[PROBLEM DESCRIPTION]
Repeat the records. Leave nothing out.

Saved data entries
────

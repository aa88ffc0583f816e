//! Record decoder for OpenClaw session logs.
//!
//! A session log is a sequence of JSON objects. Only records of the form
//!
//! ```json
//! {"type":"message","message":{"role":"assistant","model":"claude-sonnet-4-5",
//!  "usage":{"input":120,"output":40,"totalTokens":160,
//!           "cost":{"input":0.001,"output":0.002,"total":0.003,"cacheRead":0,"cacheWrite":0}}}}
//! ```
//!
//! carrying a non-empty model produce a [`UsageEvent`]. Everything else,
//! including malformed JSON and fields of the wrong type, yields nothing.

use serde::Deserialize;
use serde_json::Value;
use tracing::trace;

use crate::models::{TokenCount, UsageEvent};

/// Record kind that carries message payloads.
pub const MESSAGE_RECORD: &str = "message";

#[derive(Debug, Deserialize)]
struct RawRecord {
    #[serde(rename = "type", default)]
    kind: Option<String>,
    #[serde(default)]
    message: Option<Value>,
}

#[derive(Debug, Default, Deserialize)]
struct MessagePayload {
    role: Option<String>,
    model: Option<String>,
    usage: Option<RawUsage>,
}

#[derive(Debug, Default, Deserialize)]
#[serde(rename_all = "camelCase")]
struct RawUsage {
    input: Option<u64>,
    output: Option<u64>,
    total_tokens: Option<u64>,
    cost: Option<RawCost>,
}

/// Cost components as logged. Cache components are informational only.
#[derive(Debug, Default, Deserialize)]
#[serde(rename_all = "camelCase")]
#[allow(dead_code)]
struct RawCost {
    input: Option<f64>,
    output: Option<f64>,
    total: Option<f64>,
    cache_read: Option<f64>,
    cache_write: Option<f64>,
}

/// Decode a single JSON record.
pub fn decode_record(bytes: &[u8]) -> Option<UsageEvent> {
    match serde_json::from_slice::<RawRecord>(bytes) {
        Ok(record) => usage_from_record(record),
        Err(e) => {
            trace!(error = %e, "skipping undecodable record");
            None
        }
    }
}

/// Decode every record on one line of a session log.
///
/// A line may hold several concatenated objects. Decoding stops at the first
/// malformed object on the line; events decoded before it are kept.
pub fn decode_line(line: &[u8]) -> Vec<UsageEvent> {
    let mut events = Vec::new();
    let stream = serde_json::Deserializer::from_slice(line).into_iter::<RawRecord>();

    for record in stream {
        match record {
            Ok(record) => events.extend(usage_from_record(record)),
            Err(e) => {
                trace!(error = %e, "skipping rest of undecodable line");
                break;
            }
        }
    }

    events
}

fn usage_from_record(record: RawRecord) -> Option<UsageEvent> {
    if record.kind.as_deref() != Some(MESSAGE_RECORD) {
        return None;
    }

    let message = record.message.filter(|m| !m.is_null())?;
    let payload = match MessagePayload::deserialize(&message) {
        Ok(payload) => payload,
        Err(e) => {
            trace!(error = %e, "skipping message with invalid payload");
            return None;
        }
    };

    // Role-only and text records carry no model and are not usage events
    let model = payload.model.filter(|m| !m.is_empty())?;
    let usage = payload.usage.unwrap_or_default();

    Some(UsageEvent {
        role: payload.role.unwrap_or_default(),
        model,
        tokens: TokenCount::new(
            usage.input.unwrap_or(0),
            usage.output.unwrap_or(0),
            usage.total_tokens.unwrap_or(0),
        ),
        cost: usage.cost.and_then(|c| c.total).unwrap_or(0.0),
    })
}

────

[TASK OUTPUT]
repository aa88ffc0583f816e
//! Record decoder for OpenClaw session logs.
//!
//! A session log is a sequence of JSON objects. Only records of the form
//!
//! ```json
//! {"type":"message","message":{"role":"assistant","model":"claude-sonnet-4-5",
//!  "usage":{"input":120,"output":40,"totalTokens":160,
//!           "cost":{"input":0.001,"output":0.002,"total":0.003,"cacheRead":0,"cacheWrite":0}}}}
//! ```
//!
//! carrying a non-empty model produce a [`UsageEvent`]. Everything else,
//! including malformed JSON and fields of the wrong type, yields nothing.

use serde::Deserialize;
use serde_json::Value;
use tracing::trace;

use crate::models::{TokenCount, UsageEvent};

/// Record kind that carries message payloads.
pub const MESSAGE_RECORD: &str = "message";

#[derive(Debug, Deserialize)]
struct RawRecord {
    #[serde(rename = "type", default)]
    kind: Option<String>,
    #[serde(default)]
    message: Option<Value>,
}

#[derive(Debug, Default, Deserialize)]
struct MessagePayload {
    role: Option<String>,
    model: Option<String>,
    usage: Option<RawUsage>,
}

#[derive(Debug, Default, Deserialize)]
#[serde(rename_all = "camelCase")]
struct RawUsage {
    input: Option<u64>,
    output: Option<u64>,
    total_tokens: Option<u64>,
    cost: Option<RawCost>,
}

/// Cost components as logged. Cache components are informational only.
#[derive(Debug, Default, Deserialize)]
#[serde(rename_all = "camelCase")]
#[allow(dead_code)]
struct RawCost {
    input: Option<f64>,
    output: Option<f64>,
    total: Option<f64>,
    cache_read: Option<f64>,
    cache_write: Option<f64>,
}

/// Decode a single JSON record.
pub fn decode_record(bytes: &[u8]) -> Option<UsageEvent> {
    match serde_json::from_slice::<RawRecord>(bytes) {
        Ok(record) => usage_from_record(record),
        Err(e) => {
            trace!(error = %e, "skipping undecodable record");
            None
        }
    }
}

/// Decode every record on one line of a session log.
///
/// A line may hold several concatenated objects. Decoding stops at the first
/// malformed object on the line; events decoded before it are kept.
pub fn decode_line(line: &[u8]) -> Vec<UsageEvent> {
    let mut events = Vec::new();
    let stream = serde_json::Deserializer::from_slice(line).into_iter::<RawRecord>();

    for record in stream {
        match record {
            Ok(record) => events.extend(usage_from_record(record)),
            Err(e) => {
                trace!(error = %e, "skipping rest of undecodable line");
                break;
            }
        }
    }

    events
}

fn usage_from_record(record: RawRecord) -> Option<UsageEvent> {
    if record.kind.as_deref() != Some(MESSAGE_RECORD) {
        return None;
    }

    let message = record.message.filter(|m| !m.is_null())?;
    let payload = match MessagePayload::deserialize(&message) {
        Ok(payload) => payload,
        Err(e) => {
            trace!(error = %e, "skipping message with invalid payload");
            return None;
        }
    };

    // Role-only and text records carry no model and are not usage events
    let model = payload.model.filter(|m| !m.is_empty())?;
    let usage = payload.usage.unwrap_or_default();

    Some(UsageEvent {
        role: payload.role.unwrap_or_default(),
        model,
        tokens: TokenCount::new(
            usage.input.unwrap_or(0),
            usage.output.unwrap_or(0),
            usage.total_tokens.unwrap_or(0),
        ),
        cost: usage.cost.and_then(|c| c.total).unwrap_or(0.0),
    })
}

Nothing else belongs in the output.